From Miu Miu’s ballet flat to Molly Goddard’s tulle tutus and Simone Rocha’s criss-cross ballerina trainers, fashion’s fascination with ballet has reached fever pitch. Transcending from the more theatrical and whimsical couture runways to one of the biggest Gen-Z approved dress codes on TikTok, balletcore is now taking over the beauty space.
In a more subtle manner, french braids and ballerina buns sashayed down the runway last September, with whispers of a resurgence for ballet-inspired pinks and subtle hair bows. There was a grungier nod at NYFW SS24's shows, but the romantic and ethereal aesthetic still felt to be the reserve of the runway rather than a wearable staple.
Fast forward to today and those once festive-attire hair bows have been supersized; they’re the go-to of everyone in your office and a mainstay look for the likes of Sofia Richie, Bella Hadid and Sydney Sweeney. So what's fuelling the collective beauty obsession with all things balletcore?
Ballet has long held gravitas within culture and film. A phenomenon that goes back to the early 1930s, it has taken over our screen in Birds Of Paradise and Natalie Portman’s haunting portrayal in Black Swan, and continues to inform fashion silhouettes, from leotards and leg warmers to reimagined ballerina tutus.
It's only natural then that ballet would begin filtering into the world of beauty. On the SS24 Haute Couture runway, balletcore was the undeniable trend du jour. Giambattista Valli and Peet Dullaert favoured a more traditional ballet-esque aesthetic, while Christian Dior took pretty hair bows and juxtaposed them with grungy eyeliner.
Filtering onto the beauty shelves, a rose-toned colour palette is prevailing as the biggest beauty must. 'The balletcore trend is all about beautiful dewy skin, flushed cheeks and pink lips; it's a monochrome look using pinks,' explains Chanel make-up artist Anna Payne. 'What you’re looking to achieve is the kind of glow and flush you get from ballet, yoga or pilates.'
Chanel’s new Les Beiges Winter Glow collection centres on just that – the ultimate flush. To create the aesthetic, Payne recommends building up the flush on your cheeks using LES BEIGES BLUSH STICK in N.24 Coral. 'It sculpts the face and enhances its healthy glow by adding a touch of colour.'
VIEVE is another name tapping into the trend. But for founder Jamie Genevieve, balletcore beauty is taking on a new direction this season. 'The balletcore make-up trend was popular last year, focusing on blush tones and glass-like skin. The trend has since evolved and 2024. There is still a focus on tonal, rosy make-up and glossy skin but to keep it looking modern, lashes can be layered with mascara for a fresh and balanced approach.'
'Instead of applying blusher on the apple of the cheeks first, start on the back of your cheekbones near the hairline. By doing this, the first touch of blush (which is always the most pigmented) won’t be near the middle of the face, and the most intense pigment will be on the high point of your cheeks; instantly lifting and sculpting the face. VIEVE Sunset Blush in Rosa is the perfect dusty rose pink to create this look,' she adds.

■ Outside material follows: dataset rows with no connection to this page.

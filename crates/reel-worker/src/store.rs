//! Lock-protected task table.
//!
//! Single shared structure between the API handlers and the per-task
//! workers. Every access takes the lock for the duration of the access
//! only; no network or file I/O ever happens while holding it.

use std::collections::HashMap;
use std::sync::{Arc, Mutex, MutexGuard};

use reel_models::{Task, TaskId};

/// Why a cancellation request was rejected.
#[derive(Debug, Clone, Copy, PartialEq, Eq)]
pub enum CancelRejection {
    /// No task with that id.
    NotFound,
    /// Task is already terminal or already cancelling.
    Conflict,
}

/// Thread-safe in-memory task table.
///
/// The worker owns all mutation of a task record; readers only ever get
/// cloned snapshots.
#[derive(Clone, Default)]
pub struct TaskStore {
    inner: Arc<Mutex<HashMap<TaskId, Task>>>,
}

impl TaskStore {
    pub fn new() -> Self {
        Self::default()
    }

    fn lock(&self) -> MutexGuard<'_, HashMap<TaskId, Task>> {
        self.inner.lock().expect("task store lock poisoned")
    }

    /// Register a freshly submitted task.
    pub fn insert(&self, task: Task) {
        self.lock().insert(task.id.clone(), task);
    }

    /// Snapshot of one task.
    pub fn get(&self, id: &TaskId) -> Option<Task> {
        self.lock().get(id).cloned()
    }

    /// Snapshot of all tasks, newest first.
    pub fn list(&self) -> Vec<Task> {
        let mut tasks: Vec<Task> = self.lock().values().cloned().collect();
        tasks.sort_by(|a, b| b.created_at.cmp(&a.created_at));
        tasks
    }

    /// Mutate one task under the lock. Returns `None` for unknown ids.
    pub fn with_task<R>(&self, id: &TaskId, f: impl FnOnce(&mut Task) -> R) -> Option<R> {
        self.lock().get_mut(id).map(f)
    }

    /// Whether the cancellation flag is set for a task.
    pub fn is_cancel_requested(&self, id: &TaskId) -> bool {
        self.lock().get(id).map(|t| t.cancelled).unwrap_or(false)
    }

    /// Request cancellation. Only accepted while the task is queued or
    /// processing; the worker observes the flag at its next checkpoint.
    pub fn request_cancel(&self, id: &TaskId) -> Result<(), CancelRejection> {
        let mut tasks = self.lock();
        let task = tasks.get_mut(id).ok_or(CancelRejection::NotFound)?;
        if !task.status.is_cancellable() {
            return Err(CancelRejection::Conflict);
        }
        task.request_cancel();
        Ok(())
    }
}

Ballet-inspired buns have also had a refresh and are moving away from their stage theatrics. The modern iteration involves texture and movement (see: Jodie Comer). 'A quick blast of a texture mist will give you grip that won’t slip. The placement of the bun can make all the difference, follow your cheekbones and tie into a ponytail at the crown for a give an instant lift,' says celebrity hairstylist Sam McKnight. 'Tie into a good solid ponytail first. That’s the anchor for your twist and for your pins to hold the bun in place. When pinning, push the pin straight through the bun until it’s through to your scalp and then turn the pin on its side to slide across and under to keep in place,' he adds.
He also recommends having a little more fun with your hair bow this season. 'Play with sizes, slim black velvet always looks chic or oversized patterns and bright hues can bring a pop of colour to your style,' he tells ELLE UK.